- **THE PROBLEM**:
Return the lines below that contain the word "println".
*** Opening of THE INPUT ***
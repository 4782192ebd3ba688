//! Marcadores `Parcela X/Y` que os emissores colocam nas compras parceladas.

use std::ops::RangeInclusive;
use std::sync::OnceLock;

use regex::Regex;

use crate::types::SkipReason;

/// Maior parcelamento aceito; totais acima disso são tratados como marcador corrompido.
pub const MAX_INSTALLMENTS: u32 = 999;

fn marker_re() -> &'static Regex {
    static RE: OnceLock<Regex> = OnceLock::new();
    RE.get_or_init(|| {
        Regex::new(r"(?i)(?:\s*-\s*)?\bparcela\s*(\d+)\s*/\s*(\d+)\b")
            .expect("invalid installment regex")
    })
}

/// O que o título da linha diz sobre parcelamento.
#[derive(Debug, Clone, PartialEq, Eq)]
pub enum Installments {
    Single,
    Plan(InstallmentPlan),
}

#[derive(Debug, Clone, PartialEq, Eq)]
pub struct InstallmentPlan {
    /// Título sem o marcador.
    pub description: String,
    pub current: u32,
    pub total: u32,
}

impl InstallmentPlan {
    /// Parcelas ainda a pagar, `current..=total`. Vazio quando invertido.
    pub fn remaining(&self) -> RangeInclusive<u32> {
        self.current..=self.total
    }

    pub fn is_inverted(&self) -> bool {
        self.current > self.total
    }
}

/// Procura um marcador de parcela em `title`.
///
/// Marcador com número zero ou acima de [`MAX_INSTALLMENTS`] é rejeitado com
/// [`SkipReason::InvalidInstallment`].
pub fn parse_installments(title: &str) -> Result<Installments, SkipReason> {
    let Some(caps) = marker_re().captures(title) else {
        return Ok(Installments::Single);
    };

    let current = caps[1].parse::<u32>().map_err(|_| SkipReason::InvalidInstallment)?;
    let total = caps[2].parse::<u32>().map_err(|_| SkipReason::InvalidInstallment)?;
    if current == 0 || total == 0 || current > MAX_INSTALLMENTS || total > MAX_INSTALLMENTS {
        return Err(SkipReason::InvalidInstallment);
    }

    let whole = caps.get(0).map(|m| m.range()).unwrap_or(0..0);
    let description = squash(&format!("{} {}", &title[..whole.start], &title[whole.end..]));

    Ok(Installments::Plan(InstallmentPlan {
        description,
        current,
        total,
    }))
}

/// Título sem nenhum marcador de parcela.
pub fn strip_marker(title: &str) -> String {
    squash(&marker_re().replace_all(title, " "))
}

/// Espaços internos colapsados e bordas aparadas.
pub fn squash(s: &str) -> String {
    s.split_whitespace().collect::<Vec<_>>().join(" ")
}
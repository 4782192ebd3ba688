use thiserror::Error;

/// Erros que abortam a importação do arquivo inteiro.
///
/// Problemas de uma linha isolada nunca viram erro: a linha é descartada e
/// registrada como [`SkipReason`](crate::SkipReason).
#[derive(Error, Debug)]
pub enum ImportError {
    /// Falha genérica durante o parsing do conteúdo (detalhe na mensagem)
    #[error("Parse failed: {0}")]
    ParseFailed(String),

    /// Formato do arquivo não é suportado pela biblioteca
    #[error("Unsupported file format")]
    UnsupportedFormat,

    /// Erro ao ler o conteúdo do arquivo do disco
    #[error("Failed to read file content: {0}")]
    ReadContentFailed(#[from] std::io::Error),

    /// O builder foi chamado sem fornecer conteúdo nem caminho de arquivo
    #[error("Content or filepath is required")]
    MissingContentAndFilepath,

    /// Cabeçalho do CSV sem uma coluna obrigatória (título ou valor)
    #[error("Missing required column in CSV: {0}")]
    MissingColumn(&'static str),

    /// Data do CSV inválida ou em formato não reconhecido
    #[error("Invalid CSV date format")]
    CsvDateInvalidFormat,

    /// Valor monetário do CSV que não pôde ser convertido
    #[error("Invalid amount format in CSV: {0}")]
    CsvAmountInvalid(String),

    /// Dia de fechamento da fatura fora do intervalo 1..=31
    #[error("Invalid closing day: {0} (expected 1-31)")]
    InvalidClosingDay(u32),

    /// Mês/ano que não pôde ser interpretado
    #[error("Invalid payment month: {0}")]
    InvalidMonth(String),

    /// Configuração de importação malformada
    #[error("Invalid import options: {0}")]
    InvalidOptions(String),
}

/// Alias conveniente para Result com nosso tipo de erro principal
pub type ImportResult<T> = Result<T, ImportError>;

#[cfg(test)]
mod tests {
    use super::*;

    #[test]
    fn test_messages_carry_detail() {
        assert_eq!(
            ImportError::MissingColumn("amount").to_string(),
            "Missing required column in CSV: amount"
        );
        assert_eq!(
            ImportError::InvalidClosingDay(42).to_string(),
            "Invalid closing day: 42 (expected 1-31)"
        );
    }

    #[test]
    fn test_io_error_converts() {
        let io = std::io::Error::new(std::io::ErrorKind::NotFound, "gone");
        let err: ImportError = io.into();
        assert!(matches!(err, ImportError::ReadContentFailed(_)));
    }
}
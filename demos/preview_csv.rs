use controle_gastos::{ImportBuilder, MonthLocale};
use std::env;

fn main() -> Result<(), Box<dyn std::error::Error>> {
    let args: Vec<String> = env::args().collect();

    let file_path = if args.len() > 1 {
        &args[1]
    } else {
        println!("Using example statement from demos/sample.csv\n");
        "demos/sample.csv"
    };

    let builder = ImportBuilder::new()
        .filename(file_path)
        .locale(MonthLocale::PtBr);

    let outcome = builder.transform()?;
    println!(
        "Read {} lines, {} expenses, {} ignored\n",
        outcome.lines_read,
        outcome.produced(),
        outcome.ignored
    );

    for skip in &outcome.skipped {
        println!(
            "  line {}: {} ({})",
            skip.line,
            skip.title.as_deref().unwrap_or("-"),
            skip.reason
        );
    }

    let preview = ImportBuilder::new().filename(file_path).preview(&[])?;

    println!("\nBy month:");
    for month in &preview.month_totals {
        println!(
            "  {:02}/{}  total {:>10}  paid {:>10}  open {:>10}",
            month.month, month.year, month.total, month.paid, month.open
        );
    }

    println!("\nTop expenses:");
    for item in &preview.top_items {
        match (item.installment, item.installment_total) {
            (Some(i), Some(t)) => println!("  {} ({}/{}): {}", item.description, i, t, item.amount),
            _ => println!("  {}: {}", item.description, item.amount),
        }
    }

    println!("\n{}", serde_json::to_string_pretty(&preview.category_totals)?);

    Ok(())
}
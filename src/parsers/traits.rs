use crate::errors::ImportError;

pub trait Parser {
    type Output;

    fn parse(content: &str) -> Result<Vec<Self::Output>, ImportError>;

    fn is_supported(filename: Option<&str>, content: &str) -> bool;
}
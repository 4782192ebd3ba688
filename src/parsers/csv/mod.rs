mod dto;
mod parser;
mod types;

pub mod prelude {
    pub use super::dto::{RowResult, StatementLine, StatementRowRaw};
    pub use super::parser::StatementCsvParser;
    pub use super::types::{CsvAmount, CsvDate};
}
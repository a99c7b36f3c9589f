use std::sync::Arc;

use tokio::net::TcpListener;
use tracing_subscriber::{layer::SubscriberExt, util::SubscriberInitExt};

use bfhl_service::{AppConfig, build_router};

#[tokio::main]
async fn main() -> anyhow::Result<()> {
    // A missing .env is the normal case outside local development.
    let dotenv = dotenvy::dotenv();
    init_tracing();
    if let Ok(path) = dotenv {
        tracing::debug!(path = %path.display(), "loaded environment file");
    }

    let config = Arc::new(AppConfig::from_env()?);
    tracing::info!(
        ?config.listen_addr,
        email = %config.identity.email,
        roll_number = %config.identity.roll_number,
        "starting bfhl service"
    );

    let router = build_router(config.clone());

    let listener = TcpListener::bind(config.listen_addr).await?;
    let addr = listener.local_addr()?;
    tracing::info!(%addr, route = "/bfhl", "bfhl classifier listening");

    axum::serve(listener, router)
        .with_graceful_shutdown(shutdown_signal())
        .await?;

    tracing::info!("server stopped");
    Ok(())
}

async fn shutdown_signal() {
    if let Err(err) = tokio::signal::ctrl_c().await {
        tracing::warn!(error = %err, "failed to listen for ctrl-c");
        std::future::pending::<()>().await;
    }
}

fn init_tracing() {
    if tracing::dispatcher::has_been_set() {
        return;
    }
    let env_filter = tracing_subscriber::EnvFilter::try_from_default_env()
        .unwrap_or_else(|_| "info,hyper=warn,axum::rejection=trace".into());
    let fmt_layer = tracing_subscriber::fmt::layer()
        .with_target(false)
        .compact();

    tracing_subscriber::registry()
        .with(env_filter)
        .with(fmt_layer)
        .init();
}
use std::sync::Arc;

use axum::{
    Json, Router,
    body::Bytes,
    extract::{DefaultBodyLimit, State, rejection::BytesRejection},
    routing::{get, post},
};
use serde::Serialize;
use serde_json::Value;
use tower_http::{cors::CorsLayer, trace::TraceLayer};
use tracing::{debug, info, warn};

use crate::{
    classifier::{Classification, classify},
    config::AppConfig,
    error::{RequestError, ServiceError},
    identity::Identity,
};

pub const BFHL_ROUTE: &str = "/bfhl";

#[derive(Clone)]
pub struct AppState {
    pub identity: Arc<Identity>,
}

#[derive(Debug, Serialize)]
pub struct StatusResponse {
    pub status: &'static str,
    pub route: &'static str,
}

#[derive(Debug, Serialize)]
pub struct BfhlResponse {
    pub is_success: bool,
    #[serde(flatten)]
    pub identity: Identity,
    #[serde(flatten)]
    pub classification: Classification,
    #[serde(skip_serializing_if = "Option::is_none")]
    pub message: Option<String>,
    #[serde(skip_serializing_if = "Option::is_none")]
    pub error: Option<String>,
}

impl BfhlResponse {
    pub fn from_outcome(identity: &Identity, outcome: Result<Classification, RequestError>) -> Self {
        match outcome {
            Ok(classification) => Self {
                is_success: true,
                identity: identity.clone(),
                classification,
                message: None,
                error: None,
            },
            Err(err) => {
                let detail = match &err {
                    RequestError::InvalidPayload => None,
                    RequestError::Unexpected(source) => Some(source.to_string()),
                };
                Self {
                    is_success: false,
                    identity: identity.clone(),
                    classification: Classification::default(),
                    message: Some(err.to_string()),
                    error: detail,
                }
            }
        }
    }
}

pub fn build_router(config: Arc<AppConfig>) -> Router {
    let state = AppState {
        identity: Arc::new(Identity::from_config(&config.identity)),
    };

    Router::new()
        .route("/", get(status))
        .route(BFHL_ROUTE, post(bfhl))
        .with_state(state)
        .layer(DefaultBodyLimit::disable())
        .layer(TraceLayer::new_for_http())
        .layer(CorsLayer::permissive())
}

async fn status() -> Json<StatusResponse> {
    Json(StatusResponse {
        status: "ok",
        route: BFHL_ROUTE,
    })
}

// Takes raw bytes so that a missing or wrong Content-Type still gets parsed
// and a malformed or unreadable body is reported in the response instead of
// as a rejection.
async fn bfhl(
    State(state): State<AppState>,
    body: Result<Bytes, BytesRejection>,
) -> Json<BfhlResponse> {
    let outcome = body
        .map_err(RequestError::from)
        .and_then(|bytes| process_payload(&bytes));

    match &outcome {
        Ok(result) => info!(
            odd = result.odd_numbers.len(),
            even = result.even_numbers.len(),
            alphabets = result.alphabets.len(),
            special = result.special_characters.len(),
            sum = %result.sum,
            "classified payload"
        ),
        Err(RequestError::InvalidPayload) => debug!("rejected payload without a data array"),
        Err(RequestError::Unexpected(err)) => warn!(error = %err, "failed to process payload"),
    }

    Json(BfhlResponse::from_outcome(&state.identity, outcome))
}

/// Parses a `/bfhl` body and classifies its `data` array.
pub fn process_payload(body: &[u8]) -> Result<Classification, RequestError> {
    let payload: Value = serde_json::from_slice(body)?;

    let object = match payload {
        Value::Object(object) => object,
        other => return Err(ServiceError::NotAnObject(json_type_name(&other)).into()),
    };

    match object.get("data") {
        Some(Value::Array(items)) => Ok(classify(items)),
        _ => Err(RequestError::InvalidPayload),
    }
}

fn json_type_name(value: &Value) -> &'static str {
    match value {
        Value::Null => "null",
        Value::Bool(_) => "a boolean",
        Value::Number(_) => "a number",
        Value::String(_) => "a string",
        Value::Array(_) => "an array",
        Value::Object(_) => "an object",
    }
}

#[cfg(test)]
mod tests {
    use axum::{
        body::Body,
        http::{Method, Request, StatusCode, header},
    };
    use http_body_util::BodyExt;
    use rstest::rstest;
    use serde_json::json;
    use tower::ServiceExt;

    use super::*;
    use crate::config::IdentityConfig;

    fn test_app() -> Router {
        let config = AppConfig {
            listen_addr: "127.0.0.1:0".parse().unwrap(),
            identity: IdentityConfig::default(),
        };
        build_router(Arc::new(config))
    }

    async fn post_bfhl(body: impl Into<Body>) -> (StatusCode, Value) {
        let response = test_app()
            .oneshot(
                Request::builder()
                    .method(Method::POST)
                    .uri("/bfhl")
                    .header(header::CONTENT_TYPE, "application/json")
                    .body(body.into())
                    .unwrap(),
            )
            .await
            .unwrap();

        let status = response.status();
        let bytes = response.into_body().collect().await.unwrap().to_bytes();
        (status, serde_json::from_slice(&bytes).unwrap())
    }

    fn assert_empty_classification(json: &Value) {
        assert_eq!(json["odd_numbers"], json!([]));
        assert_eq!(json["even_numbers"], json!([]));
        assert_eq!(json["alphabets"], json!([]));
        assert_eq!(json["special_characters"], json!([]));
        assert_eq!(json["sum"], "0");
        assert_eq!(json["concat_string"], "");
    }

    #[tokio::test]
    async fn root_reports_status() {
        let response = test_app()
            .oneshot(Request::builder().uri("/").body(Body::empty()).unwrap())
            .await
            .unwrap();

        assert_eq!(response.status(), StatusCode::OK);
        let bytes = response.into_body().collect().await.unwrap().to_bytes();
        let json: Value = serde_json::from_slice(&bytes).unwrap();
        assert_eq!(json, json!({"status": "ok", "route": "/bfhl"}));
    }

    #[tokio::test]
    async fn valid_payload_is_classified() {
        let (status, json) = post_bfhl(r#"{"data": ["a","1","334","4","R","$"]}"#).await;

        assert_eq!(status, StatusCode::OK);
        assert_eq!(
            json,
            json!({
                "is_success": true,
                "user_id": "john_doe_17091999",
                "email": "john@xyz.com",
                "roll_number": "ABCD123",
                "odd_numbers": ["1"],
                "even_numbers": ["334", "4"],
                "alphabets": ["A", "R"],
                "special_characters": ["$"],
                "sum": "339",
                "concat_string": "Ra",
            })
        );
    }

    #[rstest]
    #[case(r#"{"data": "not-an-array"}"#)]
    #[case(r#"{"data": {"a": 1}}"#)]
    #[case(r#"{"data": null}"#)]
    #[case(r#"{}"#)]
    #[tokio::test]
    async fn non_array_data_is_invalid(#[case] body: &'static str) {
        let (status, json) = post_bfhl(body).await;

        assert_eq!(status, StatusCode::OK);
        assert_eq!(json["is_success"], false);
        assert_eq!(json["message"], r#"Invalid payload: "data" should be an array"#);
        assert!(json.get("error").is_none());
        assert_eq!(json["user_id"], "john_doe_17091999");
        assert_empty_classification(&json);
    }

    #[rstest]
    #[case("{not json")]
    #[case("")]
    #[case(r#"["a", "b"]"#)]
    #[tokio::test]
    async fn unparsable_body_is_unexpected(#[case] body: &'static str) {
        let (status, json) = post_bfhl(body).await;

        assert_eq!(status, StatusCode::OK);
        assert_eq!(json["is_success"], false);
        assert_eq!(json["message"], "Unexpected error");
        assert!(!json["error"].as_str().unwrap().is_empty());
        assert_eq!(json["email"], "john@xyz.com");
        assert_empty_classification(&json);
    }

    #[tokio::test]
    async fn big_integers_are_summed_exactly() {
        let huge = "1".repeat(40);
        let body = json!({ "data": [&huge, "2"] }).to_string();
        let (status, json) = post_bfhl(body).await;

        assert_eq!(status, StatusCode::OK);
        assert_eq!(json["is_success"], true);
        assert_eq!(json["odd_numbers"], json!([huge]));
        assert_eq!(json["sum"], format!("{}3", "1".repeat(39)));
    }

    #[tokio::test]
    async fn integer_literals_wider_than_u64_keep_their_digits() {
        let (status, json) = post_bfhl(r#"{"data": [12345678901234567890123, 4]}"#).await;

        assert_eq!(status, StatusCode::OK);
        assert_eq!(json["odd_numbers"], json!(["12345678901234567890123"]));
        assert_eq!(json["even_numbers"], json!(["4"]));
        assert_eq!(json["sum"], "12345678901234567890127");
        assert_eq!(json["concat_string"], "");
    }

    #[tokio::test]
    async fn null_and_booleans_render_as_words() {
        let (_, json) = post_bfhl(r#"{"data": [null, true]}"#).await;

        assert_eq!(json["alphabets"], json!(["NONE", "TRUE"]));
        assert_eq!(json["concat_string"], "EuRtEnOn");
    }

    #[tokio::test]
    async fn bodies_over_the_default_limit_are_still_processed() {
        // axum rejects anything over 2 MiB unless the limit is lifted
        let items = vec!["a"; 800_000];
        let body = json!({ "data": items }).to_string();
        assert!(body.len() > 3 * 1024 * 1024);

        let (status, json) = post_bfhl(body).await;

        assert_eq!(status, StatusCode::OK);
        assert_eq!(json["is_success"], true);
        assert_eq!(json["alphabets"].as_array().unwrap().len(), 800_000);
    }

    #[tokio::test]
    async fn missing_content_type_is_still_parsed() {
        let response = test_app()
            .oneshot(
                Request::builder()
                    .method(Method::POST)
                    .uri("/bfhl")
                    .body(Body::from(r#"{"data": ["-5", "-6"]}"#))
                    .unwrap(),
            )
            .await
            .unwrap();

        let bytes = response.into_body().collect().await.unwrap().to_bytes();
        let json: Value = serde_json::from_slice(&bytes).unwrap();
        assert_eq!(json["is_success"], true);
        assert_eq!(json["odd_numbers"], json!(["-5"]));
        assert_eq!(json["even_numbers"], json!(["-6"]));
        assert_eq!(json["sum"], "-11");
    }

    #[tokio::test]
    async fn get_on_bfhl_is_not_allowed() {
        let response = test_app()
            .oneshot(Request::builder().uri("/bfhl").body(Body::empty()).unwrap())
            .await
            .unwrap();

        assert_eq!(response.status(), StatusCode::METHOD_NOT_ALLOWED);
    }

    #[test]
    fn identity_comes_from_router_config() {
        let identity = Identity::from_config(&IdentityConfig {
            full_name: "Grace Hopper".to_string(),
            dob_ddmmyyyy: "09121906".to_string(),
            email: "grace@navy.mil".to_string(),
            roll_number: "GH1906".to_string(),
        });
        let response = BfhlResponse::from_outcome(&identity, Err(RequestError::InvalidPayload));
        let json = serde_json::to_value(response).unwrap();

        assert_eq!(json["user_id"], "grace_hopper_09121906");
        assert_eq!(json["email"], "grace@navy.mil");
        assert_eq!(json["roll_number"], "GH1906");
    }
}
*** Close of THE INPUT ***
- **ANSWER TO THE EXERCISE**:
        println!("Using example statement from demos/sample.csv\n");
    println!(
        println!(
    println!("\nBy month:");
        println!(
    println!("\nTop expenses:");
            (Some(i), Some(t)) => println!("  {} ({}/{}): {}", item.description, i, t, item.amount),
            _ => println!("  {}: {}", item.description, item.amount),
    println!("\n{}", serde_json::to_string_pretty(&preview.category_totals)?);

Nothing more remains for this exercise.